PROBLEM TO SOLVE:
Go through the records and extract every line with the word "entry".

#### RECORDS SUPPLIED

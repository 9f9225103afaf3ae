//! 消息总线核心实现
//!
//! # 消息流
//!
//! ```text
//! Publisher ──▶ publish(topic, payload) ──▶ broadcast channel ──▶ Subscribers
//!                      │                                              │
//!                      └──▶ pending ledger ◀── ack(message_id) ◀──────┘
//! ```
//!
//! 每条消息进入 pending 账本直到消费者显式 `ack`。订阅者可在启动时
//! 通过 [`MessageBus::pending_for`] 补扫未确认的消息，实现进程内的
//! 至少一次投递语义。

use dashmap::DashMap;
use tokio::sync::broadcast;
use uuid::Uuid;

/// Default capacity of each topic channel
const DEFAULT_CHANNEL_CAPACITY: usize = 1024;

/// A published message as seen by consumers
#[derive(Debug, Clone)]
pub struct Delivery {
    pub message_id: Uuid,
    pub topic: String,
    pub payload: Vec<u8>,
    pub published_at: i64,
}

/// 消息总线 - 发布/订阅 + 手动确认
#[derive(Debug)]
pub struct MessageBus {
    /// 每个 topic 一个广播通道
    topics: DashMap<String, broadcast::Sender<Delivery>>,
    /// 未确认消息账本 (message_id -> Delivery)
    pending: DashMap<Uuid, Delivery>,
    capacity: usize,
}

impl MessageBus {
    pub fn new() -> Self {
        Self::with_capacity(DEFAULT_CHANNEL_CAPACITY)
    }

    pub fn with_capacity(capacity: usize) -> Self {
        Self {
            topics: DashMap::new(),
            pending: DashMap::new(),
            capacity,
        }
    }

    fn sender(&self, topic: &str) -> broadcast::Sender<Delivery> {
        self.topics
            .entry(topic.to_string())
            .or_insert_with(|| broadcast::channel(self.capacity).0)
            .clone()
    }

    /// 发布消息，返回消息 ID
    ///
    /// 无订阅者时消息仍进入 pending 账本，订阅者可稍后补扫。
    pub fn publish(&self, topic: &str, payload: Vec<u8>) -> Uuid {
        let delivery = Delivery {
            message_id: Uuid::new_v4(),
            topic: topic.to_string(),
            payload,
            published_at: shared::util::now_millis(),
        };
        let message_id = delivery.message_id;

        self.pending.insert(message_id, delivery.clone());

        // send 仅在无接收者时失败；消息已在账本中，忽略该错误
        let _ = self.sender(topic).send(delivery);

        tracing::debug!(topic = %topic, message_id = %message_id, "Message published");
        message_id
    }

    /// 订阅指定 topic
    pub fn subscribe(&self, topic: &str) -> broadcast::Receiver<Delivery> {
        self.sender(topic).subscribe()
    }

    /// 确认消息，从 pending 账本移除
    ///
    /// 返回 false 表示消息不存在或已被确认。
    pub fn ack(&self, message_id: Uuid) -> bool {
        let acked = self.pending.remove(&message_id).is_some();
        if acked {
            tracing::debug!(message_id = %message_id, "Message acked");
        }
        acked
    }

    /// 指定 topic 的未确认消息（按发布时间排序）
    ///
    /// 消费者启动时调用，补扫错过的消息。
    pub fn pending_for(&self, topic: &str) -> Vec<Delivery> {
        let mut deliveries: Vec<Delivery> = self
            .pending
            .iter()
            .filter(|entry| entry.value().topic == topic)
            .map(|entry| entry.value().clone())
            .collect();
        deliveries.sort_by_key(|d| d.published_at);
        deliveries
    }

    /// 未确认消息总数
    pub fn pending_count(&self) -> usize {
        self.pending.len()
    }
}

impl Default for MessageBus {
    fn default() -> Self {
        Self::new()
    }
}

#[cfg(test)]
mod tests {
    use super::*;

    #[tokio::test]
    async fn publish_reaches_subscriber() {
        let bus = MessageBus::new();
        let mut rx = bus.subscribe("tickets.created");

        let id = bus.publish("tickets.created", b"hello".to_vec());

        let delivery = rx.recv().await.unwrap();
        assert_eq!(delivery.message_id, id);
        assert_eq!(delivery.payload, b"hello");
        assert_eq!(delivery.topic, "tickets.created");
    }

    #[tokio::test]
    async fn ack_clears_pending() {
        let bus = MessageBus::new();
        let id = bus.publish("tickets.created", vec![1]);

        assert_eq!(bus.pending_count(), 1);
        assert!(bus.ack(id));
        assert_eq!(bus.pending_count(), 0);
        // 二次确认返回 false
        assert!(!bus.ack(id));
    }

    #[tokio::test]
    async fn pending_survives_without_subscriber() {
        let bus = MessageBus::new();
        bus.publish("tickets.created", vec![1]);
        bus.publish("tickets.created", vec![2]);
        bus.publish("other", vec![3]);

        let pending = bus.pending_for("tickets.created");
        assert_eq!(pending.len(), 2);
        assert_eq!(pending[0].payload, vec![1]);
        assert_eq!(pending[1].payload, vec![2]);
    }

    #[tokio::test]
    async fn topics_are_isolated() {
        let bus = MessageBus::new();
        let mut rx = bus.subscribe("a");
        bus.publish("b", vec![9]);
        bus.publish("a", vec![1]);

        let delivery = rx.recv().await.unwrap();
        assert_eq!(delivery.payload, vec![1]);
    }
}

########

OUTPUT FOR THIS TASK:
            .entry(topic.to_string())
            .filter(|entry| entry.value().topic == topic)
            .map(|entry| entry.value().clone())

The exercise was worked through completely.